Title: THE TRIACYLGLYCEROL SYNTHESIS ENZYME DGAT1 ALSO CATALYZES THE SYNTHESIS OF DIACYLGLYCEROLS, WAXES, AND RETINYL ESTERS Authors
|Yen, Chi-Liang - UCSF CARDIO MED.GLADSTONE|
|Monetti, Mara - UCSF CARDIO MED.GLADSTONE|
|Farese, Robert - UCSF CARDIO MED.GLADSTONE|
Submitted to: Journal of Lipid Research
Publication Type: Peer Reviewed Journal
Publication Acceptance Date: April 7, 2005
Publication Date: April 16, 2005
Citation: Yen, C.E., Monetti, M., Burri, B.J., Farese, R.V. The triacylglycerol synthesis enzyme dgat1 also catalyzes the synthesis of diacylglycerols, waxes, and retinyl esters. Journal of Lipid Research 2005. 46:1502-1511. Interpretive Summary: Vitamin A is required for normal eyesight, growth, and development. Poor vitamin A status is associated with increased risks for cancer and heart disease. Therefore we knew that vitamin A must be involved in many critical chemical processes in our bodies, but until recently we knew very little about how vitamin A was stored or how it worked. Answering the questions about where vitamin A is used and stored and how it works is important because these answers should help us understand how it is involved in preventing cancer, heart disease, and blindness. We used cell culture and mouse models to investigate a recently described protein that helps form triglycerides. We found that this protein also helps form retinyl esters, the type of vitamin A that is stored in the body. Thus, we have identified a new member of the small family of proteins that is involved in vitamin A storage and metabolism. These results may also explain why concentrations of vitamin A in the blood often seem to be related to concentrations of triglycerides.

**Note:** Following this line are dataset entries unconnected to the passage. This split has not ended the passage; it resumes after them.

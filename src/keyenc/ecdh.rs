//! Elliptic Curve Diffie-Hellman Ephemeral Static key agreement
//!
//! A fresh ephemeral key pair on the recipient's curve is generated for every
//! encryption. The shared secret `Z` feeds the Concat KDF:
//!
//! - `ECDH-ES`: the derived bytes are the CEK itself (algorithm ID is the
//!   `enc` name, length is the CEK length); the encrypted key is empty
//! - `ECDH-ES+A128KW` / `+A192KW` / `+A256KW`: the derived bytes are a KEK
//!   (algorithm ID is the `alg` name) that wraps the CEK with AES Key Wrap
//!
//! Supported curves: P-256, P-384, P-521.

use super::{check_cek_len, resolve_cek, Decrypter, Encrypter};
use crate::aeskw;
use crate::algorithm::{AlgorithmFamily, ContentEncryptionAlgorithm, KeyEncryptionAlgorithm};
use crate::config::EcdhConfig;
use crate::error::KeyEncError;
use crate::kdf::concat_kdf;
use crate::types::{ByteSource, Cek, EcPrivateKey, EcPublicKey, KeyHeader};
use zeroize::Zeroizing;

fn check_ecdh_alg(alg: KeyEncryptionAlgorithm) -> Result<(), KeyEncError> {
    match alg.family() {
        AlgorithmFamily::EcdhEs | AlgorithmFamily::EcdhEsKw => Ok(()),
        _ => Err(KeyEncError::mismatch(alg.as_str(), "not an ECDH-ES algorithm")),
    }
}

/// Compute the raw shared secret `Z` (the x-coordinate of the shared point)
///
/// Both keys must be on the same curve; a mismatch is reported as an invalid
/// ephemeral key.
fn agree(private_key: &EcPrivateKey, public_key: &EcPublicKey) -> Result<Zeroizing<Vec<u8>>, KeyEncError> {
    let z = match (private_key, public_key) {
        (EcPrivateKey::P256(sk), EcPublicKey::P256(pk)) => {
            let shared = p256::ecdh::diffie_hellman(sk.to_nonzero_scalar(), pk.as_affine());
            shared.raw_secret_bytes().to_vec()
        }
        (EcPrivateKey::P384(sk), EcPublicKey::P384(pk)) => {
            let shared = p384::ecdh::diffie_hellman(sk.to_nonzero_scalar(), pk.as_affine());
            shared.raw_secret_bytes().to_vec()
        }
        (EcPrivateKey::P521(sk), EcPublicKey::P521(pk)) => {
            let shared = p521::ecdh::diffie_hellman(sk.to_nonzero_scalar(), pk.as_affine());
            shared.raw_secret_bytes().to_vec()
        }
        _ => return Err(KeyEncError::InvalidEphemeralKey),
    };
    Ok(Zeroizing::new(z))
}

/// Run the Concat KDF for `alg`, returning the CEK (direct) or the KEK (+KW)
fn derive(
    alg: KeyEncryptionAlgorithm,
    enc: ContentEncryptionAlgorithm,
    z: &[u8],
    apu: &[u8],
    apv: &[u8],
) -> Result<Zeroizing<Vec<u8>>, KeyEncError> {
    if alg.is_direct_agreement() {
        return concat_kdf(z, enc.key_size() * 8, enc.as_str().as_bytes(), apu, apv);
    }
    let kek_size = alg
        .kek_size()
        .ok_or_else(|| KeyEncError::mismatch(alg.as_str(), "no key wrap size"))?;
    concat_kdf(z, kek_size * 8, alg.as_str().as_bytes(), apu, apv)
}

/// ECDH-ES encryption to a recipient's static public key
#[derive(Debug, Clone)]
pub struct EcdhEsEncrypter {
    alg: KeyEncryptionAlgorithm,
    enc: ContentEncryptionAlgorithm,
    recipient: EcPublicKey,
    config: EcdhConfig,
    key_id: Option<String>,
}

impl EcdhEsEncrypter {
    pub fn new(
        alg: KeyEncryptionAlgorithm,
        enc: ContentEncryptionAlgorithm,
        recipient: EcPublicKey,
    ) -> Result<Self, KeyEncError> {
        check_ecdh_alg(alg)?;
        Ok(EcdhEsEncrypter {
            alg,
            enc,
            recipient,
            config: EcdhConfig::default(),
            key_id: None,
        })
    }

    /// Set the `apu` / `apv` agreement info fed to the KDF and the header
    pub fn with_config(mut self, config: EcdhConfig) -> Self {
        self.config = config;
        self
    }

    pub fn with_key_id(mut self, key_id: impl Into<String>) -> Self {
        self.key_id = Some(key_id.into());
        self
    }
}

impl Encrypter for EcdhEsEncrypter {
    fn algorithm(&self) -> KeyEncryptionAlgorithm {
        self.alg
    }

    fn key_id(&self) -> Option<&str> {
        self.key_id.as_deref()
    }

    fn encrypt(&self, cek: Option<&Cek>) -> Result<ByteSource, KeyEncError> {
        if self.alg.is_direct_agreement() && cek.is_some() {
            return Err(KeyEncError::mismatch(
                self.alg.as_str(),
                "the CEK is the agreed key and cannot be supplied",
            ));
        }

        let ephemeral = EcPrivateKey::generate(self.recipient.curve())?;
        let z = agree(&ephemeral, &self.recipient)?;
        let apu = self.config.apu.as_deref().unwrap_or_default();
        let apv = self.config.apv.as_deref().unwrap_or_default();
        let derived = derive(self.alg, self.enc, &z, apu, apv)?;

        let header = KeyHeader {
            epk: Some(ephemeral.public_key()),
            apu: self.config.apu.clone(),
            apv: self.config.apv.clone(),
            ..Default::default()
        };

        if self.alg.is_direct_agreement() {
            return Ok(ByteSource::new(Cek::from_slice(&derived), Vec::new(), header));
        }

        let cek = resolve_cek(self.enc, cek)?;
        let wrapped = aeskw::wrap(&derived, cek.as_slice())?;
        Ok(ByteSource::new(cek, wrapped, header))
    }
}

/// ECDH-ES decryption with the recipient's static private key
#[derive(Debug, Clone)]
pub struct EcdhEsDecrypter {
    alg: KeyEncryptionAlgorithm,
    enc: ContentEncryptionAlgorithm,
    private_key: EcPrivateKey,
    epk: EcPublicKey,
    apu: Option<Vec<u8>>,
    apv: Option<Vec<u8>>,
}

impl EcdhEsDecrypter {
    /// Reads `epk`, `apu` and `apv` from the header
    ///
    /// The `epk` must be on the private key's curve.
    pub fn new(
        alg: KeyEncryptionAlgorithm,
        enc: ContentEncryptionAlgorithm,
        private_key: EcPrivateKey,
        header: &KeyHeader,
    ) -> Result<Self, KeyEncError> {
        check_ecdh_alg(alg)?;
        let epk = header.epk.clone().ok_or(KeyEncError::MissingHeader("epk"))?;
        if epk.curve() != private_key.curve() {
            return Err(KeyEncError::InvalidEphemeralKey);
        }
        Ok(EcdhEsDecrypter {
            alg,
            enc,
            private_key,
            epk,
            apu: header.apu.clone(),
            apv: header.apv.clone(),
        })
    }
}

impl Decrypter for EcdhEsDecrypter {
    fn algorithm(&self) -> KeyEncryptionAlgorithm {
        self.alg
    }

    fn decrypt(&self, encrypted_key: &[u8]) -> Result<Cek, KeyEncError> {
        if self.alg.is_direct_agreement() && !encrypted_key.is_empty() {
            return Err(KeyEncError::Encoding(
                "encrypted key must be empty for ECDH-ES".to_string(),
            ));
        }

        let z = agree(&self.private_key, &self.epk)?;
        let apu = self.apu.as_deref().unwrap_or_default();
        let apv = self.apv.as_deref().unwrap_or_default();
        let derived = derive(self.alg, self.enc, &z, apu, apv)?;

        if self.alg.is_direct_agreement() {
            return Ok(Cek::from_slice(&derived));
        }
        let cek = aeskw::unwrap(&derived, encrypted_key)?;
        check_cek_len(self.enc, Cek::from_slice(&cek))
    }
}
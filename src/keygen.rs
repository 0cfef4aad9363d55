//! Random key material
//!
//! All randomness comes from the operating system. An entropy failure is
//! reported as [`KeyEncError::Entropy`] and must abort the operation.

use crate::algorithm::ContentEncryptionAlgorithm;
use crate::error::KeyEncError;
use crate::types::Cek;
use rand::rngs::{OsRng, StdRng};
use rand::{RngCore, SeedableRng};
use zeroize::Zeroizing;

/// Generate `len` random bytes
pub fn random_bytes(len: usize) -> Result<Zeroizing<Vec<u8>>, KeyEncError> {
    if len == 0 {
        return Err(KeyEncError::InvalidConfig(
            "requested random length must be positive".to_string(),
        ));
    }
    let mut bytes = Zeroizing::new(vec![0u8; len]);
    OsRng.try_fill_bytes(&mut bytes)?;
    Ok(bytes)
}

/// Generate a random CEK sized for `enc`
pub fn generate_cek(enc: ContentEncryptionAlgorithm) -> Result<Cek, KeyEncError> {
    let bytes = random_bytes(enc.key_size())?;
    Ok(Cek::from_slice(&bytes))
}

/// Per-call CSPRNG seeded from the OS, for APIs that take an `Rng`
///
/// Seeding surfaces entropy failures as errors instead of the panic that
/// `OsRng::fill_bytes` would raise inside RSA padding or EC key generation.
pub(crate) fn rng() -> Result<StdRng, KeyEncError> {
    Ok(StdRng::from_rng(OsRng)?)
}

Technical Abstract: The final step of triacylglycerol biosynthesis is catalyzed by acyl CoA:diacylglycerol acyltransferase (DGAT) enzymes. The two known DGATs, DGAT1 and DGAT2, are encoded by unrelated genes. Although both DGAT1 and DGAT2 knockout mice have reduced tissue triacylglycerol contents, they have disparate phenotypes, prompting us to investigate whether the two enzymes have unrecognized functional difference. We now report that DGAT1 exhibits additional acyltransferase activities in vitro, including those of acyl CoA:monoacylglycerol acyltransferase(MGAT), was monoester and wax diester synthases, and acyl CoA:retinol acyltransferase (ARAT), which catalyze the synthesis of diacylglycerols, wax esters, and retinyl esters, respectively. These activities were demonstrated in in vitro assays with membranes from insect cells or homogenates from COS7 cells overexpressing DGAT1. Wax synthase and ARAT activities were also demonstrated in intact COS7 cells expressinig DGAT1. Additionally, cells and tissues from DGAT1-deficient mice exhibited reduced ARAT activity, and the mice had increased levels of unesterified retinol in their livers on a high-retinol diet. Our findings indicate that DGAT1 can utilize a variety of acyl acceptors as substrates in vitro and suggest that these activities may be relevant to the in vivo functions of DGAT1.